Two points here, leading to two questions. First, I totally agree that no "bright line" can or should be drawn between "nature" and "man", as I believe Hara Ra and others have pointed out in other threads here. Humans, their technology and their effect on their environment are "natural" because consciousness developed as part of the spontaneous order of the terran biosphere. Thus the concept of a "natural" environment is probably untenable and is not helpful because, unless we advocate human genocide, it is hopelessly vague and confused. But does this realization justify any human act?
Second, it is possible to "reduce" the value of both Michelangelo's statues and the climax forests to their information content, thus allowing a separation of their "essence" from their "substance". Assuming a technology which could take that pattern and reproduce, atom for atom, the original, is there then no moral component to "deconstructing" the "original"?
Perhaps an extropian environmentalism would place a high value on the living wilderness simply because it is rare and options exist or will exist for the continued technological development of consciousness other than consuming those living wilderness zones. This does not place an unreasonably _absolute_ value on living wilderness, but simply makes preserving it as much as possible one value among many, albeit a great value. Preserving living terran wilderness zones is consistent with the value of spontaneous order simply because life on this planet is, so far, the most complex example of this phenomenon of which we are aware. If for no other reason, mere curiosity about spontaneous order should lead us to interact with at least some of these zones as little as possible, at least until we understand the processes that gave rise to them and by which they continue to operate.

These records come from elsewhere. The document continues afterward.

//! Maximum-likelihood role tagging (Viterbi decoding).
//!
//! Independent of device selection. Transition probabilities are keyed by the
//! previous role, with [`START`] as the role before the first word and
//! [`END`] as the role after the last one. Emission probabilities are keyed by
//! word, then role.

use std::collections::HashMap;

pub const START: &str = "Start";
pub const END: &str = "End";

/// `transitions[from][to]`
pub type TransitionTable = HashMap<String, HashMap<String, f64>>;
/// `emissions[word][role]`
pub type EmissionTable = HashMap<String, HashMap<String, f64>>;

/// Error types for tagging.
#[derive(Debug, Clone, PartialEq, Eq)]
pub enum TaggingError {
    /// Words were given but no roles to assign.
    NoRoles,
    MissingTransition { from: String, to: String },
    MissingEmission { word: String, role: String },
}

impl std::fmt::Display for TaggingError {
    fn fmt(&self, f: &mut std::fmt::Formatter<'_>) -> std::fmt::Result {
        match self {
            Self::NoRoles => write!(f, "No roles to assign"),
            Self::MissingTransition { from, to } => {
                write!(f, "Missing transition probability {} -> {}", from, to)
            }
            Self::MissingEmission { word, role } => {
                write!(f, "Missing emission probability for {:?} as {}", word, role)
            }
        }
    }
}

impl std::error::Error for TaggingError {}

fn transition(table: &TransitionTable, from: &str, to: &str) -> Result<f64, TaggingError> {
    table
        .get(from)
        .and_then(|row| row.get(to))
        .copied()
        .ok_or_else(|| TaggingError::MissingTransition {
            from: from.to_string(),
            to: to.to_string(),
        })
}

fn emission(table: &EmissionTable, word: &str, role: &str) -> Result<f64, TaggingError> {
    table
        .get(word)
        .and_then(|row| row.get(role))
        .copied()
        .ok_or_else(|| TaggingError::MissingEmission {
            word: word.to_string(),
            role: role.to_string(),
        })
}

/// Index and score of the best candidate; ties keep the first, and a NaN
/// score never replaces the current best.
fn best(
    candidates: impl Iterator<Item = Result<f64, TaggingError>>,
) -> Result<(usize, f64), TaggingError> {
    let mut best: Option<(usize, f64)> = None;
    for (index, score) in candidates.enumerate() {
        let score = score?;
        match best {
            Some((_, top)) if score > top => best = Some((index, score)),
            Some(_) => {}
            None => best = Some((index, score)),
        }
    }
    best.ok_or(TaggingError::NoRoles)
}

/// Most likely role sequence for `words`, one role per word.
pub fn viterbi(
    roles: &[String],
    words: &[String],
    transitions: &TransitionTable,
    emissions: &EmissionTable,
) -> Result<Vec<String>, TaggingError> {
    let Some(first) = words.first() else {
        return Ok(Vec::new());
    };
    if roles.is_empty() {
        return Err(TaggingError::NoRoles);
    }

    let r = roles.len();
    // trellis[j][i]: best probability of any path ending in roles[i] at word j
    let mut trellis: Vec<Vec<f64>> = Vec::with_capacity(words.len());
    let mut backpointers: Vec<Vec<usize>> = Vec::with_capacity(words.len());

    let mut column = Vec::with_capacity(r);
    for role in roles {
        column.push(transition(transitions, START, role)? * emission(emissions, first, role)?);
    }
    trellis.push(column);
    backpointers.push(vec![0; r]);

    for (j, word) in words.iter().enumerate().skip(1) {
        let previous = &trellis[j - 1];
        let mut column = Vec::with_capacity(r);
        let mut pointers = Vec::with_capacity(r);
        for role in roles {
            let emit = emission(emissions, word, role)?;
            let (from, score) = best(
                roles
                    .iter()
                    .zip(previous)
                    .map(|(prior, &p)| -> Result<f64, TaggingError> {
                        Ok(p * transition(transitions, prior, role)? * emit)
                    }),
            )?;
            column.push(score);
            pointers.push(from);
        }
        trellis.push(column);
        backpointers.push(pointers);
    }

    let last = &trellis[words.len() - 1];
    let (mut state, _) = best(
        roles
            .iter()
            .zip(last)
            .map(|(role, &p)| -> Result<f64, TaggingError> {
                Ok(p * transition(transitions, role, END)?)
            }),
    )?;

    let mut path = vec![String::new(); words.len()];
    for j in (0..words.len()).rev() {
        path[j] = roles[state].clone();
        state = backpointers[j][state];
    }
    Ok(path)
}

/// Map each word to its most likely role.
///
/// A word occurring more than once keeps the role of its last occurrence.
pub fn tag(
    roles: &[String],
    words: &[String],
    transitions: &TransitionTable,
    emissions: &EmissionTable,
) -> Result<HashMap<String, String>, TaggingError> {
    let path = viterbi(roles, words, transitions, emissions)?;
    Ok(words.iter().cloned().zip(path).collect())
}

#[cfg(test)]
mod tests {
    use super::*;

    fn strings(items: &[&str]) -> Vec<String> {
        items.iter().map(|s| s.to_string()).collect()
    }

    fn table(rows: &[(&str, &[(&str, f64)])]) -> HashMap<String, HashMap<String, f64>> {
        rows.iter()
            .map(|(key, row)| {
                (
                    key.to_string(),
                    row.iter().map(|(k, v)| (k.to_string(), *v)).collect(),
                )
            })
            .collect()
    }

    /// Classic healthy/fever model with an explicit end transition.
    fn weather_model() -> (Vec<String>, TransitionTable, EmissionTable) {
        let roles = strings(&["Healthy", "Fever"]);
        let transitions = table(&[
            ("Start", &[("Healthy", 0.6), ("Fever", 0.4)]),
            ("Healthy", &[("Healthy", 0.7), ("Fever", 0.3), ("End", 1.0)]),
            ("Fever", &[("Healthy", 0.4), ("Fever", 0.6), ("End", 1.0)]),
        ]);
        let emissions = table(&[
            ("normal", &[("Healthy", 0.5), ("Fever", 0.1)]),
            ("cold", &[("Healthy", 0.4), ("Fever", 0.3)]),
            ("dizzy", &[("Healthy", 0.1), ("Fever", 0.6)]),
        ]);
        (roles, transitions, emissions)
    }

    #[test]
    fn test_classic_sequence() {
        let (roles, transitions, emissions) = weather_model();
        let words = strings(&["normal", "cold", "dizzy"]);
        let path = viterbi(&roles, &words, &transitions, &emissions).unwrap();
        assert_eq!(path, strings(&["Healthy", "Healthy", "Fever"]));
    }

    #[test]
    fn test_tag_maps_words_to_roles() {
        let (roles, transitions, emissions) = weather_model();
        let words = strings(&["dizzy", "normal"]);
        let tags = tag(&roles, &words, &transitions, &emissions).unwrap();
        // Fever then Healthy: 0.4*0.6 * 0.4*0.5 = 0.048 beats the alternatives
        assert_eq!(tags.get("dizzy").map(String::as_str), Some("Fever"));
        assert_eq!(tags.get("normal").map(String::as_str), Some("Healthy"));
    }

    #[test]
    fn test_end_transition_changes_choice() {
        let roles = strings(&["A", "B"]);
        let transitions = table(&[
            ("Start", &[("A", 0.5), ("B", 0.5)]),
            ("A", &[("A", 0.5), ("B", 0.5), ("End", 0.1)]),
            ("B", &[("A", 0.5), ("B", 0.5), ("End", 0.9)]),
        ]);
        let emissions = table(&[("w", &[("A", 0.8), ("B", 0.2)])]);
        // A alone scores 0.4, B 0.1; after End: 0.04 vs 0.09
        let path = viterbi(&roles, &strings(&["w"]), &transitions, &emissions).unwrap();
        assert_eq!(path, strings(&["B"]));
    }

    #[test]
    fn test_ties_pick_first_role() {
        let roles = strings(&["X", "Y"]);
        let transitions = table(&[
            ("Start", &[("X", 0.5), ("Y", 0.5)]),
            ("X", &[("X", 0.5), ("Y", 0.5), ("End", 1.0)]),
            ("Y", &[("X", 0.5), ("Y", 0.5), ("End", 1.0)]),
        ]);
        let emissions = table(&[
            ("a", &[("X", 0.5), ("Y", 0.5)]),
            ("b", &[("X", 0.5), ("Y", 0.5)]),
        ]);
        let path = viterbi(&roles, &strings(&["a", "b"]), &transitions, &emissions).unwrap();
        assert_eq!(path, strings(&["X", "X"]));
    }

    #[test]
    fn test_repeated_word_keeps_last_role() {
        let roles = strings(&["X", "Y"]);
        let transitions = table(&[
            ("Start", &[("X", 0.9), ("Y", 0.1)]),
            ("X", &[("X", 0.1), ("Y", 0.9), ("End", 1.0)]),
            ("Y", &[("X", 0.5), ("Y", 0.5), ("End", 1.0)]),
        ]);
        let emissions = table(&[("w", &[("X", 0.5), ("Y", 0.5)])]);
        let words = strings(&["w", "w"]);

        // X then Y: 0.45 * 0.9 * 0.5 beats every other path
        let path = viterbi(&roles, &words, &transitions, &emissions).unwrap();
        assert_eq!(path, strings(&["X", "Y"]));

        let tags = tag(&roles, &words, &transitions, &emissions).unwrap();
        assert_eq!(tags.len(), 1);
        assert_eq!(tags.get("w").map(String::as_str), Some("Y"));
    }

    #[test]
    fn test_nan_score_never_wins() {
        let scores = [0.2, f64::NAN, 0.1];
        assert_eq!(best(scores.iter().map(|&s| Ok(s))), Ok((0, 0.2)));

        let scores = [0.2, f64::NAN, 0.3];
        assert_eq!(best(scores.iter().map(|&s| Ok(s))), Ok((2, 0.3)));

        assert_eq!(best(std::iter::empty()), Err(TaggingError::NoRoles));
    }

    #[test]
    fn test_empty_sentence() {
        let (roles, transitions, emissions) = weather_model();
        assert_eq!(viterbi(&roles, &[], &transitions, &emissions), Ok(vec![]));
        assert!(tag(&[], &[], &transitions, &emissions).unwrap().is_empty());
    }

    #[test]
    fn test_errors() {
        let (roles, transitions, emissions) = weather_model();

        assert_eq!(
            viterbi(&[], &strings(&["cold"]), &transitions, &emissions),
            Err(TaggingError::NoRoles)
        );

        let err = viterbi(&roles, &strings(&["sneeze"]), &transitions, &emissions).unwrap_err();
        assert_eq!(
            err,
            TaggingError::MissingEmission {
                word: "sneeze".to_string(),
                role: "Healthy".to_string()
            }
        );

        let mut no_end = transitions.clone();
        no_end.get_mut("Fever").unwrap().remove("End");
        let err = viterbi(&roles, &strings(&["cold"]), &no_end, &emissions).unwrap_err();
        assert_eq!(err.to_string(), "Missing transition probability Fever -> End");
    }
}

Assuming a person's childhood was happy, it seems to me that one would want the home where she lived, the school where she learned, the park where she played, to persist, even after she has become an adult. I suppose it is nothing more than simple sentimentalism at this point, but I like to know that my old house is still standing, although its current owners have changed it. It is still a house. The school where I learned my earliest lessons is still there. I like to drive by it from time to time, like to see children playing in the parks where I romped when I was small. I wouldn't die or even quit growing and evolving if these things were destroyed, but I would look for other options if they could be preserved without hurting anyone.
Maybe the same holds true for the living environment of this planet. If post-human beings have the power to do so, why not allow the planet that was their cradle to continue to harbor biological life at least similar to that which originally gave rise to them? We don't tear down the Louvre to build apartment blocks, we build housing elsewhere. No one is poorer because of it and at least some people are richer because of it. Perhaps, along with buying wilderness zones for their value as such, a privatist environmental ethic would also look to develop technological alternatives to consuming these areas, as much as possible, so that the relative market value of other options will spontaneously support maximal preservation of living wilderness. This is not a suggestion of an absolutist ethic of "sustainable development", but rather simply attempting to explore what economic values free people might put on technological and economic developmental pathways that impact the terran biosphere _less_ rather than _more_.